WORK TASK: Go through the records below and copy out every line holding "Creates".

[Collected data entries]

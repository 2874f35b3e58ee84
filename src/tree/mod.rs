//! Arena-based document tree.
//!
//! All nodes live in a contiguous `Vec<NodeData>` owned by the `Document`
//! and are referenced by `NodeId`, a newtype over `NonZeroU32`. Dropping
//! the `Document` frees every node at once.
//!
//! # Architecture
//!
//! Navigation links (parent, first\_child, last\_child, next\_sibling,
//! prev\_sibling) are arena indices rather than pointers. They carry no
//! ownership, so a stale link can never keep a subtree alive or dangle into
//! freed memory; the worst it can do is name the wrong node.
//!
//! Nodes start out detached. They are wired together either under a
//! container with [`Document::append_child`], or into a parentless sibling
//! chain with [`Document::link_detached`] (the top-level list of a document
//! fragment, for instance).

mod node;

pub use node::{Attribute, ElementData, NodeKind};

use crate::error::TreeError;
use std::collections::HashSet;
use std::fmt;
use std::num::NonZeroU32;

/// A typed index into the document's node arena.
///
/// `Option<NodeId>` has the same size as `NodeId` (niche optimization).
#[derive(Debug, Clone, Copy, PartialEq, Eq, Hash, PartialOrd, Ord)]
#[repr(transparent)]
pub struct NodeId(NonZeroU32);

impl NodeId {
    /// Creates a `NodeId` from a raw arena index.
    ///
    /// # Panics
    ///
    /// Panics if `index` is 0.
    #[allow(clippy::expect_used, clippy::cast_possible_truncation)]
    fn from_index(index: usize) -> Self {
        Self(NonZeroU32::new(index as u32).expect("NodeId index must be non-zero"))
    }

    fn as_index(self) -> usize {
        self.0.get() as usize
    }

    /// Converts this `NodeId` to a raw `u32`. The value is never zero.
    #[must_use]
    pub fn into_raw(self) -> u32 {
        self.0.get()
    }

    /// Creates a `NodeId` from a raw `u32`, or `None` if `raw` is 0.
    #[must_use]
    pub fn from_raw(raw: u32) -> Option<Self> {
        NonZeroU32::new(raw).map(Self)
    }
}

impl fmt::Display for NodeId {
    fn fmt(&self, f: &mut fmt::Formatter<'_>) -> fmt::Result {
        write!(f, "#{}", self.0)
    }
}

/// Storage for a single node in the document arena.
#[derive(Debug, Clone)]
pub struct NodeData {
    /// What kind of node this is and its payload.
    pub kind: NodeKind,
    /// Owning container. `None` for the document node and detached nodes.
    pub parent: Option<NodeId>,
    /// First child node.
    pub first_child: Option<NodeId>,
    /// Last child node (for O(1) append).
    pub last_child: Option<NodeId>,
    /// Next sibling.
    pub next_sibling: Option<NodeId>,
    /// Previous sibling.
    pub prev_sibling: Option<NodeId>,
}

impl NodeData {
    fn new(kind: NodeKind) -> Self {
        Self {
            kind,
            parent: None,
            first_child: None,
            last_child: None,
            next_sibling: None,
            prev_sibling: None,
        }
    }

    fn is_linked(&self) -> bool {
        self.parent.is_some() || self.prev_sibling.is_some() || self.next_sibling.is_some()
    }
}

/// A borrowed view of a node statically known to be an element.
///
/// Obtained from [`Document::element`] or the element-sibling accessors in
/// [`crate::traversal`].
#[derive(Debug, Clone, Copy)]
pub struct ElementRef<'a> {
    id: NodeId,
    data: &'a ElementData,
}

impl<'a> ElementRef<'a> {
    /// The element's node id.
    #[must_use]
    pub fn id(self) -> NodeId {
        self.id
    }

    /// The element's tag name, verbatim.
    #[must_use]
    pub fn name(self) -> &'a str {
        self.data.name()
    }

    /// The element's attributes in source order.
    #[must_use]
    pub fn attributes(self) -> &'a [Attribute] {
        self.data.attributes()
    }
}

impl PartialEq for ElementRef<'_> {
    fn eq(&self, other: &Self) -> bool {
        self.id == other.id && std::ptr::eq(self.data, other.data)
    }
}

impl Eq for ElementRef<'_> {}

/// A document tree.
///
/// The `Document` owns all nodes in an arena. Reads go through `&Document`,
/// construction through `&mut Document`.
///
/// # Examples
///
/// ```
/// use domwalk::{Attribute, Document};
///
/// let mut doc = Document::new();
/// let div = doc.create_element("div", vec![Attribute::new("id", "x")]);
/// doc.append_child(doc.root(), div).unwrap();
/// assert_eq!(doc.parent(div), Some(doc.root()));
/// ```
#[derive(Debug, Clone)]
pub struct Document {
    /// The node arena. Index 0 is unused (placeholder for `NonZeroU32`).
    nodes: Vec<NodeData>,
    /// The document node.
    root: NodeId,
}

impl Document {
    /// Creates a new document holding only the document node.
    #[must_use]
    pub fn new() -> Self {
        Self::with_capacity(64)
    }

    /// Creates a new document with room for `capacity` nodes before the
    /// arena reallocates.
    #[must_use]
    pub fn with_capacity(capacity: usize) -> Self {
        let mut nodes = Vec::with_capacity(capacity.saturating_add(2));
        // Index 0: placeholder (NodeId uses NonZeroU32)
        nodes.push(NodeData::new(NodeKind::Document));
        nodes.push(NodeData::new(NodeKind::Document));
        Self {
            nodes,
            root: NodeId::from_index(1),
        }
    }

    /// Returns the document node id.
    #[must_use]
    pub fn root(&self) -> NodeId {
        self.root
    }

    /// Returns the `NodeData` for the given node.
    ///
    /// # Panics
    ///
    /// Panics if `id` does not belong to this document.
    #[must_use]
    pub fn node(&self, id: NodeId) -> &NodeData {
        &self.nodes[id.as_index()]
    }

    fn node_mut(&mut self, id: NodeId) -> &mut NodeData {
        &mut self.nodes[id.as_index()]
    }

    /// Returns the kind of a node.
    #[must_use]
    pub fn kind(&self, id: NodeId) -> &NodeKind {
        &self.node(id).kind
    }

    /// Returns `true` if the node can own children.
    #[must_use]
    pub fn is_container(&self, id: NodeId) -> bool {
        self.kind(id).is_container()
    }

    /// Returns `true` if the node is an element.
    #[must_use]
    pub fn is_element(&self, id: NodeId) -> bool {
        self.kind(id).is_element()
    }

    /// Returns an element view of the node, or `None` for other kinds.
    #[must_use]
    pub fn element(&self, id: NodeId) -> Option<ElementRef<'_>> {
        match &self.node(id).kind {
            NodeKind::Element(data) => Some(ElementRef { id, data }),
            _ => None,
        }
    }

    /// Returns the text of a text, CDATA, or comment node.
    #[must_use]
    pub fn node_text(&self, id: NodeId) -> Option<&str> {
        match &self.node(id).kind {
            NodeKind::Text { content }
            | NodeKind::Comment { content }
            | NodeKind::CData { content } => Some(content),
            NodeKind::ProcessingInstruction { data, .. } => data.as_deref(),
            _ => None,
        }
    }

    // --- Links ---

    /// Returns the parent of a node.
    #[must_use]
    pub fn parent(&self, id: NodeId) -> Option<NodeId> {
        self.node(id).parent
    }

    /// Returns the first child of a node.
    #[must_use]
    pub fn first_child(&self, id: NodeId) -> Option<NodeId> {
        self.node(id).first_child
    }

    /// Returns the last child of a node.
    #[must_use]
    pub fn last_child(&self, id: NodeId) -> Option<NodeId> {
        self.node(id).last_child
    }

    /// Returns the next sibling of a node.
    #[must_use]
    pub fn next_sibling(&self, id: NodeId) -> Option<NodeId> {
        self.node(id).next_sibling
    }

    /// Returns the previous sibling of a node.
    #[must_use]
    pub fn prev_sibling(&self, id: NodeId) -> Option<NodeId> {
        self.node(id).prev_sibling
    }

    /// Returns an iterator over the children of a node.
    ///
    /// Leaf kinds never have children, so the iterator is empty for them.
    pub fn children(&self, id: NodeId) -> Children<'_> {
        Children {
            doc: self,
            next: self.node(id).first_child,
        }
    }

    // --- Construction ---

    /// Allocates a new detached node in the arena and returns its `NodeId`.
    pub fn create_node(&mut self, kind: NodeKind) -> NodeId {
        let index = self.nodes.len();
        self.nodes.push(NodeData::new(kind));
        NodeId::from_index(index)
    }

    /// Allocates a detached element.
    pub fn create_element(&mut self, name: impl Into<String>, attributes: Vec<Attribute>) -> NodeId {
        self.create_node(NodeKind::Element(ElementData::new(name, attributes)))
    }

    /// Allocates a detached text node.
    pub fn create_text(&mut self, content: impl Into<String>) -> NodeId {
        self.create_node(NodeKind::Text {
            content: content.into(),
        })
    }

    /// Allocates a detached comment node.
    pub fn create_comment(&mut self, content: impl Into<String>) -> NodeId {
        self.create_node(NodeKind::Comment {
            content: content.into(),
        })
    }

    /// Appends `child` to the end of `parent`'s child list.
    ///
    /// # Errors
    ///
    /// - [`TreeError::NotAContainer`] if `parent` cannot own children.
    /// - [`TreeError::RootNode`] if `child` is the document node.
    /// - [`TreeError::AlreadyAttached`] if `child` has a parent or siblings.
    /// - [`TreeError::WouldCycle`] if `child` is `parent` or one of its ancestors.
    pub fn append_child(&mut self, parent: NodeId, child: NodeId) -> Result<(), TreeError> {
        if !self.is_container(parent) {
            return Err(TreeError::NotAContainer(parent));
        }
        if child == self.root {
            return Err(TreeError::RootNode(child));
        }
        if self.node(child).is_linked() {
            return Err(TreeError::AlreadyAttached(child));
        }
        let mut ancestor = Some(parent);
        while let Some(anc) = ancestor {
            if anc == child {
                return Err(TreeError::WouldCycle(child));
            }
            ancestor = self.parent(anc);
        }

        self.node_mut(child).parent = Some(parent);
        if let Some(last) = self.node(parent).last_child {
            self.node_mut(last).next_sibling = Some(child);
            self.node_mut(child).prev_sibling = Some(last);
        } else {
            self.node_mut(parent).first_child = Some(child);
        }
        self.node_mut(parent).last_child = Some(child);

        tracing::debug!(%parent, %child, "appended child");
        Ok(())
    }

    /// Links `chain` into a parentless sibling chain, in order.
    ///
    /// Each node's `prev`/`next` point at its neighbours in the slice; no
    /// parent is set. An empty or single-node slice is accepted and links
    /// nothing.
    ///
    /// # Errors
    ///
    /// - [`TreeError::RootNode`] if the document node is in `chain`.
    /// - [`TreeError::AlreadyAttached`] if any node has a parent or siblings.
    /// - [`TreeError::DuplicateNode`] if a node appears more than once.
    pub fn link_detached(&mut self, chain: &[NodeId]) -> Result<(), TreeError> {
        let mut seen = HashSet::with_capacity(chain.len());
        for &id in chain {
            if id == self.root {
                return Err(TreeError::RootNode(id));
            }
            if self.node(id).is_linked() {
                return Err(TreeError::AlreadyAttached(id));
            }
            if !seen.insert(id) {
                return Err(TreeError::DuplicateNode(id));
            }
        }

        for pair in chain.windows(2) {
            let (prev, next) = (pair[0], pair[1]);
            self.node_mut(prev).next_sibling = Some(next);
            self.node_mut(next).prev_sibling = Some(prev);
        }

        tracing::debug!(len = chain.len(), "linked detached sibling chain");
        Ok(())
    }

    /// Returns the total number of nodes in the arena, the document node
    /// included.
    #[must_use]
    pub fn node_count(&self) -> usize {
        self.nodes.len() - 1 // subtract placeholder at index 0
    }
}

impl Default for Document {
    fn default() -> Self {
        Self::new()
    }
}

/// Iterator over the children of a node.
pub struct Children<'a> {
    doc: &'a Document,
    next: Option<NodeId>,
}

impl Iterator for Children<'_> {
    type Item = NodeId;

    fn next(&mut self) -> Option<Self::Item> {
        let current = self.next?;
        self.next = self.doc.node(current).next_sibling;
        Some(current)
    }
}
//! Node type definitions.
//!
//! The `NodeKind` enum is the closed set of node variants a tree can hold.
//! Each variant carries its own payload; navigation links live in
//! `NodeData`, not here.

/// The kind of a node and its associated data.
#[derive(Debug, Clone, PartialEq, Eq)]
pub enum NodeKind {
    /// The document node. Always the root of a `Document`.
    Document,

    /// An element node, e.g., `<div class="x">`.
    Element(ElementData),

    /// A text node containing character data.
    Text {
        /// The decoded text content.
        content: String,
    },

    /// A CDATA section, e.g., `<![CDATA[...]]>`.
    CData {
        /// The CDATA content.
        content: String,
    },

    /// A comment node, e.g., `<!-- ... -->`.
    Comment {
        /// The comment text without delimiters.
        content: String,
    },

    /// A processing instruction, e.g., `<?target data?>`.
    ProcessingInstruction {
        /// The PI target.
        target: String,
        /// The PI data, if any.
        data: Option<String>,
    },

    /// A document type declaration, e.g., `<!DOCTYPE html>`.
    DocumentType {
        /// The declared root element name.
        name: String,
    },
}

impl NodeKind {
    /// Returns `true` if nodes of this kind can own children.
    ///
    /// Only the document node and elements are containers.
    #[must_use]
    pub fn is_container(&self) -> bool {
        match self {
            Self::Document | Self::Element(_) => true,
            Self::Text { .. }
            | Self::CData { .. }
            | Self::Comment { .. }
            | Self::ProcessingInstruction { .. }
            | Self::DocumentType { .. } => false,
        }
    }

    /// Returns `true` for the element variant.
    #[must_use]
    pub fn is_element(&self) -> bool {
        matches!(self, Self::Element(_))
    }
}

/// Payload of an element node: its tag name and attributes.
///
/// Attribute names are unique within an element. Fields are private so the
/// uniqueness established by [`ElementData::new`] cannot be broken later.
#[derive(Debug, Clone, PartialEq, Eq)]
pub struct ElementData {
    name: String,
    attributes: Vec<Attribute>,
}

impl ElementData {
    /// Creates element data with the given name and attributes.
    ///
    /// Repeated attribute names collapse into one entry: the key keeps the
    /// position of its first occurrence and takes the value of its last.
    pub fn new(name: impl Into<String>, attributes: Vec<Attribute>) -> Self {
        let mut unique: Vec<Attribute> = Vec::with_capacity(attributes.len());
        for attr in attributes {
            if let Some(existing) = unique.iter_mut().find(|a| a.name == attr.name) {
                existing.value = attr.value;
            } else {
                unique.push(attr);
            }
        }
        Self {
            name: name.into(),
            attributes: unique,
        }
    }

    /// Tag name exactly as it appeared in the source.
    #[must_use]
    pub fn name(&self) -> &str {
        &self.name
    }

    /// Attributes in source order, one entry per name.
    #[must_use]
    pub fn attributes(&self) -> &[Attribute] {
        &self.attributes
    }
}

/// An attribute on an element.
///
/// The value is optional: a key may be present with no value stored for it,
/// which is not the same as an empty string.
#[derive(Debug, Clone, PartialEq, Eq)]
pub struct Attribute {
    /// The attribute name, matched case-sensitively.
    pub name: String,
    /// The attribute value, or `None` if the key carries no value.
    pub value: Option<String>,
}

impl Attribute {
    /// Creates an attribute with a value.
    pub fn new(name: impl Into<String>, value: impl Into<String>) -> Self {
        Self {
            name: name.into(),
            value: Some(value.into()),
        }
    }

    /// Creates an attribute whose key is present but has no value.
    pub fn unset(name: impl Into<String>) -> Self {
        Self {
            name: name.into(),
            value: None,
        }
    }
}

EXERCISE OUTPUT:
    /// Creates a `NodeId` from a raw arena index.
    /// Creates a `NodeId` from a raw `u32`, or `None` if `raw` is 0.
    /// Creates a new document holding only the document node.
    /// Creates a new document with room for `capacity` nodes before the
    /// Creates element data with the given name and attributes.
    /// Creates an attribute with a value.
    /// Creates an attribute whose key is present but has no value.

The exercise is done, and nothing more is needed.